Chauragarh, the third-highest peak in the Satpura Range, carries a Shiva temple at its summit. The fort there was built by Sangram Shah of the Gond dynasty, and the pilgrimage tradition was further developed during the Maratha era. During the festivals of Nagpanchami and Mahashivratri, devotees climb to the temple and leave iron tridents -- trishuls -- as offerings. Over time, roughly 200,000 trishuls have accumulated, bristling along the path and crowding the temple precinct. The caves of Jatashankar and Bada Mahadev, deeper in the hills, drip with fresh water fed by the mountains above them, natural springs emerging through stalactite-filled chambers. These are not museum sites. People worship in them daily, the same way people have for centuries.

The Biosphere Breathing

UNESCO designated the Pachmarhi area a Biosphere Reserve in May 2009, recognizing the rare plant species concentrated here. The reserve spans nearly 5,000 square kilometers across three districts -- Hoshangabad, Chhindwara, and Betul -- and incorporates Bori Sanctuary, Satpura National Park, and Pachmarhi Sanctuary. The forests produce mangoes, jamun, tendu, and lesser-known fruits like khatua, khinni, and chaar. Oak and blue pine grow alongside medicinal plants and herbs. The animal inventory reads like a field guide to central Indian wildlife: tiger, leopard, gaur, chital, sambar, muntjac, Indian wolf, dhole, nilgai, chinkara, Indian giant squirrel, and flying squirrel. Pachmarhi has also become a filming location for Bollywood -- Shah Rukh Khan shot scenes for Asoka here in 2001, and the town's forested valleys have doubled for various cinematic wildernesses. But the real wilderness needs no doubling.
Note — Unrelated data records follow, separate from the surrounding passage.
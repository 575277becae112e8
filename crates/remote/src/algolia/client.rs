use std::time::Duration;

use async_trait::async_trait;
use log::debug;
use propdesk_core::search::{SearchIndexTrait, SearchRequest, SearchResponse};
use reqwest::header::{HeaderMap, HeaderValue, CONTENT_TYPE};
use serde::Deserialize;
use serde_json::{json, Value};

use crate::errors::{RemoteError, Result};

const DEFAULT_TIMEOUT_SECS: u64 = 30;

#[derive(Debug, Clone)]
pub struct AlgoliaConfig {
    pub app_id: String,
    /// Search-only API key.
    pub api_key: String,
    /// Overrides `https://{appId}-dsn.algolia.net`.
    pub base_url: Option<String>,
    pub timeout: Duration,
}

impl AlgoliaConfig {
    pub fn new(app_id: impl Into<String>, api_key: impl Into<String>) -> Self {
        Self {
            app_id: app_id.into(),
            api_key: api_key.into(),
            base_url: None,
            timeout: Duration::from_secs(DEFAULT_TIMEOUT_SECS),
        }
    }
}

#[derive(Debug, Deserialize)]
struct ApiErrorResponse {
    message: String,
}

/// Client for the Algolia query endpoint.
#[derive(Debug, Clone)]
pub struct AlgoliaClient {
    client: reqwest::Client,
    base_url: String,
}

impl AlgoliaClient {
    pub fn new(config: AlgoliaConfig) -> Result<Self> {
        if config.app_id.trim().is_empty() || config.api_key.trim().is_empty() {
            return Err(RemoteError::invalid_request(
                "Algolia application id and API key are required",
            ));
        }

        let mut headers = HeaderMap::new();
        headers.insert(CONTENT_TYPE, HeaderValue::from_static("application/json"));
        headers.insert(
            "X-Algolia-Application-Id",
            HeaderValue::from_str(&config.app_id)
                .map_err(|_| RemoteError::invalid_request("Invalid Algolia application id"))?,
        );
        headers.insert(
            "X-Algolia-API-Key",
            HeaderValue::from_str(&config.api_key)
                .map_err(|_| RemoteError::invalid_request("Invalid Algolia API key"))?,
        );

        let client = reqwest::Client::builder()
            .timeout(config.timeout)
            .default_headers(headers)
            .build()?;

        let base_url = match config.base_url {
            Some(url) => url.trim_end_matches('/').to_string(),
            None => format!("https://{}-dsn.algolia.net", config.app_id.to_lowercase()),
        };

        Ok(Self { client, base_url })
    }

    pub(crate) fn query_url(&self, index: &str) -> String {
        format!(
            "{}/1/indexes/{}/query",
            self.base_url,
            urlencoding::encode(index)
        )
    }

    async fn query(&self, index: &str, request: &SearchRequest) -> Result<SearchResponse> {
        let response = self
            .client
            .post(self.query_url(index))
            .json(&query_body(request))
            .send()
            .await?;

        let status = response.status();
        let body = response.text().await?;
        debug!("Algolia response ({}) for {}: {} bytes", status, index, body.len());

        if !status.is_success() {
            let message = serde_json::from_str::<ApiErrorResponse>(&body)
                .map(|e| e.message)
                .unwrap_or_else(|_| format!("Request failed: {}", body));
            return Err(RemoteError::api(status.as_u16(), message));
        }

        Ok(serde_json::from_str(&body)?)
    }
}

fn escape_facet_value(value: &str) -> String {
    // A leading '-' would negate the filter.
    match value.strip_prefix('-') {
        Some(rest) => format!("\\-{}", rest),
        None => value.to_string(),
    }
}

/// Builds the query payload. Values of one facet filter are OR-ed (nested
/// array); separate filters are AND-ed.
pub fn query_body(request: &SearchRequest) -> Value {
    let facet_filters: Vec<Vec<String>> = request
        .facet_filters
        .iter()
        .filter(|f| !f.values.is_empty())
        .map(|f| {
            f.values
                .iter()
                .map(|v| format!("{}:{}", f.attribute, escape_facet_value(v)))
                .collect()
        })
        .collect();
    let numeric_filters: Vec<String> = request
        .numeric_filters
        .iter()
        .map(|f| f.to_string())
        .collect();

    let mut body = json!({
        "query": request.query,
        "page": request.page,
        "hitsPerPage": request.hits_per_page,
    });
    if !facet_filters.is_empty() {
        body["facetFilters"] = json!(facet_filters);
    }
    if !numeric_filters.is_empty() {
        body["numericFilters"] = json!(numeric_filters);
    }
    if !request.facets.is_empty() {
        body["facets"] = json!(request.facets);
    }
    body
}

#[async_trait]
impl SearchIndexTrait for AlgoliaClient {
    async fn search(
        &self,
        index: &str,
        request: &SearchRequest,
    ) -> propdesk_core::Result<SearchResponse> {
        Ok(self.query(index, request).await?)
    }
}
It is right there, on the airstrip, walking across the grass.

From the Air

Located at 22.47°N, 78.43°E at 1,067 meters elevation in the Satpura Range, Madhya Pradesh. Dhupgarh (1,352 m), the highest point in the Satpuras and in Madhya Pradesh, is nearby. The town has a seldom-used airstrip and helipad between the town and Dhupgarh. Nearest functioning airports: Bhopal (VABP, approximately 200 km northwest) and Jabalpur (VAJB, approximately 200 km northeast). Nearest railhead is Pipariya, on the Mumbai-Kolkata route. The town is visible as a clearing in dense forest on the Satpura plateau. Best viewed at 3,000-5,000 feet AGL to appreciate the valley setting and surrounding peaks.